For each oneof, at most one member field can be set at the same time.
Setting any member of the oneof automatically clears all other
members.
.. _oneof: https://proto-plus-python.readthedocs.io/en/stable/fields.html#oneofs-mutually-exclusive-fields
ShardInfo
ShardInfo(mapping=None, *, ignore_unknown_fields=False, **kwargs)
For a large document, sharding may be performed to produce several document shards. Each document shard contains this field to detail which shard it is.
Style
Style(mapping=None, *, ignore_unknown_fields=False, **kwargs)
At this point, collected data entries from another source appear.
//! Field policies: which string fields of a model are encrypted at rest.
//!
//! A policy is a list of named accessors. The encrypting repository runs each
//! selected field through the cipher and leaves every other field untouched,
//! so a new model type needs a policy value rather than a new repository type.

use strongroom_types::credential::Credential;

/// One encrypted field: a name for diagnostics and a mutable accessor.
pub struct SecretField<T> {
    name: &'static str,
    access: fn(&mut T) -> &mut String,
}

impl<T> SecretField<T> {
    pub fn name(&self) -> &'static str {
        self.name
    }
}

impl<T> Clone for SecretField<T> {
    fn clone(&self) -> Self {
        *self
    }
}

impl<T> Copy for SecretField<T> {}

/// The set of fields of `T` that are encrypted before storage.
pub struct FieldPolicy<T> {
    fields: Vec<SecretField<T>>,
}

impl<T> FieldPolicy<T> {
    /// A policy that encrypts nothing.
    pub fn new() -> Self {
        Self { fields: Vec::new() }
    }

    /// Add a field to the policy.
    pub fn field(mut self, name: &'static str, access: fn(&mut T) -> &mut String) -> Self {
        self.fields.push(SecretField { name, access });
        self
    }

    pub fn field_names(&self) -> impl Iterator<Item = &'static str> + '_ {
        self.fields.iter().map(SecretField::name)
    }

    pub fn is_empty(&self) -> bool {
        self.fields.is_empty()
    }

    /// Replace every selected field of `model` with `transform(field)`.
    ///
    /// Stops at the first failing field; the model may then be partially
    /// transformed, so callers must discard it on error.
    pub fn apply<E>(
        &self,
        model: &mut T,
        mut transform: impl FnMut(&str) -> Result<String, E>,
    ) -> Result<(), E> {
        for field in &self.fields {
            let value = (field.access)(model);
            *value = transform(value.as_str())?;
        }
        Ok(())
    }
}

impl<T> Default for FieldPolicy<T> {
    fn default() -> Self {
        Self::new()
    }
}

impl<T> Clone for FieldPolicy<T> {
    fn clone(&self) -> Self {
        Self {
            fields: self.fields.clone(),
        }
    }
}

/// Every text field of a credential is encrypted.
pub fn credential_policy() -> FieldPolicy<Credential> {
    FieldPolicy::<Credential>::new()
        .field("title", |c| &mut c.title)
        .field("username", |c| &mut c.username)
        .field("password", |c| &mut c.password)
        .field("associated_resource", |c| &mut c.associated_resource)
        .field("description", |c| &mut c.description)
        .field("notes", |c| &mut c.notes)
}
//! SQL dialects and the database-kind to dialect selector.

use std::fmt;

use strongroom_types::database::DatabaseKind;
use strongroom_types::source::{ColumnKind, TableDef};

/// How a store reports the identifier it generated for an insert.
#[derive(Debug, Clone, Copy, PartialEq, Eq)]
pub enum IdRetrieval {
    /// `INSERT ... RETURNING id` yields a row.
    Returning,
    /// The driver reports the generated id with the query result.
    LastInsertId,
}

/// SQL generation rules for one family of stores.
#[derive(Debug, Clone, Copy, PartialEq, Eq, Hash)]
pub enum Dialect {
    Postgres,
    MySql,
    Sqlite,
}

impl Dialect {
    /// Select the dialect for a database kind.
    ///
    /// MySQL and SQLite map to their own dialects; every other kind uses the
    /// primary (Postgres) dialect.
    pub fn for_kind(kind: DatabaseKind) -> Self {
        match kind {
            DatabaseKind::MySql => Dialect::MySql,
            DatabaseKind::Sqlite => Dialect::Sqlite,
            _ => Dialect::Postgres,
        }
    }

    /// Bind parameter for the 1-based position `index`.
    pub fn placeholder(&self, index: usize) -> String {
        match self {
            Dialect::Postgres => format!("${index}"),
            Dialect::MySql | Dialect::Sqlite => "?".to_string(),
        }
    }

    /// Quote an identifier, doubling any embedded quote characters.
    pub fn quote(&self, ident: &str) -> String {
        match self {
            Dialect::MySql => format!("`{}`", ident.replace('`', "``")),
            Dialect::Postgres | Dialect::Sqlite => format!("\"{}\"", ident.replace('"', "\"\"")),
        }
    }

    pub fn column_type(&self, kind: ColumnKind) -> &'static str {
        match (self, kind) {
            (Dialect::MySql, ColumnKind::Text) => "LONGTEXT",
            (Dialect::Sqlite, ColumnKind::Integer) => "INTEGER",
            (_, ColumnKind::Text) => "TEXT",
            (_, ColumnKind::Integer) => "BIGINT",
        }
    }

    /// Column definition of a store-generated primary key.
    pub fn identity_column(&self, name: &str) -> String {
        let name = self.quote(name);
        match self {
            Dialect::Postgres => format!("{name} BIGINT GENERATED BY DEFAULT AS IDENTITY PRIMARY KEY"),
            Dialect::MySql => format!("{name} BIGINT NOT NULL AUTO_INCREMENT PRIMARY KEY"),
            Dialect::Sqlite => format!("{name} INTEGER PRIMARY KEY AUTOINCREMENT"),
        }
    }

    pub fn id_retrieval(&self) -> IdRetrieval {
        match self {
            Dialect::MySql => IdRetrieval::LastInsertId,
            Dialect::Postgres | Dialect::Sqlite => IdRetrieval::Returning,
        }
    }

    /// `CREATE TABLE IF NOT EXISTS` for a mapped table.
    pub fn create_table_sql(&self, table: &TableDef) -> String {
        let mut columns = vec![self.identity_column(&table.id_column)];
        for column in &table.columns {
            let null = if column.nullable { "NULL" } else { "NOT NULL" };
            columns.push(format!(
                "{} {} {null}",
                self.quote(&column.name),
                self.column_type(column.kind)
            ));
        }

        format!(
            "CREATE TABLE IF NOT EXISTS {} ({})",
            self.quote(&table.name),
            columns.join(", ")
        )
    }
}

impl fmt::Display for Dialect {
    fn fmt(&self, f: &mut fmt::Formatter<'_>) -> fmt::Result {
        match self {
            Dialect::Postgres => write!(f, "postgres"),
            Dialect::MySql => write!(f, "mysql"),
            Dialect::Sqlite => write!(f, "sqlite"),
        }
    }
}

#[cfg(test)]
mod tests {
    use super::*;
    use strongroom_types::source::ColumnDef;

    fn notes_table() -> TableDef {
        TableDef::new("notes")
            .with_column(ColumnDef::text("body"))
            .with_column(ColumnDef::integer("pinned").nullable())
    }

    #[test]
    fn test_dialect_selection_is_total() {
        assert_eq!(Dialect::for_kind(DatabaseKind::MySql), Dialect::MySql);
        assert_eq!(Dialect::for_kind(DatabaseKind::Sqlite), Dialect::Sqlite);
        assert_eq!(Dialect::for_kind(DatabaseKind::Postgres), Dialect::Postgres);
        assert_eq!(Dialect::for_kind(DatabaseKind::default()), Dialect::Postgres);
    }

    #[test]
    fn test_placeholders() {
        assert_eq!(Dialect::Postgres.placeholder(3), "$3");
        assert_eq!(Dialect::MySql.placeholder(3), "?");
        assert_eq!(Dialect::Sqlite.placeholder(1), "?");
    }

    #[test]
    fn test_quote_escapes_embedded_quotes() {
        assert_eq!(Dialect::Postgres.quote("we\"ird"), "\"we\"\"ird\"");
        assert_eq!(Dialect::MySql.quote("we`ird"), "`we``ird`");
    }

    #[test]
    fn test_create_table_sqlite() {
        assert_eq!(
            Dialect::Sqlite.create_table_sql(&notes_table()),
            "CREATE TABLE IF NOT EXISTS \"notes\" (\"id\" INTEGER PRIMARY KEY AUTOINCREMENT, \
             \"body\" TEXT NOT NULL, \"pinned\" INTEGER NULL)"
        );
    }

    #[test]
    fn test_create_table_mysql() {
        assert_eq!(
            Dialect::MySql.create_table_sql(&notes_table()),
            "CREATE TABLE IF NOT EXISTS `notes` (`id` BIGINT NOT NULL AUTO_INCREMENT PRIMARY KEY, \
             `body` LONGTEXT NOT NULL, `pinned` BIGINT NULL)"
        );
    }

    #[test]
    fn test_create_table_postgres() {
        let sql = Dialect::Postgres.create_table_sql(&notes_table());
        assert!(sql.contains("\"id\" BIGINT GENERATED BY DEFAULT AS IDENTITY PRIMARY KEY"));
        assert!(sql.contains("\"body\" TEXT NOT NULL"));
    }

    #[test]
    fn test_id_retrieval() {
        assert_eq!(Dialect::MySql.id_retrieval(), IdRetrieval::LastInsertId);
        assert_eq!(Dialect::Sqlite.id_retrieval(), IdRetrieval::Returning);
        assert_eq!(Dialect::Postgres.id_retrieval(), IdRetrieval::Returning);
    }
}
Annotation for common text style attributes. This adheres to CSS conventions as much as possible.
TextAnchor
TextAnchor(mapping=None, *, ignore_unknown_fields=False, **kwargs)
Text reference indexing into the Document.text.
TextChange
TextChange(mapping=None, *, ignore_unknown_fields=False, **kwargs)
This message is used for text changes aka. OCR corrections.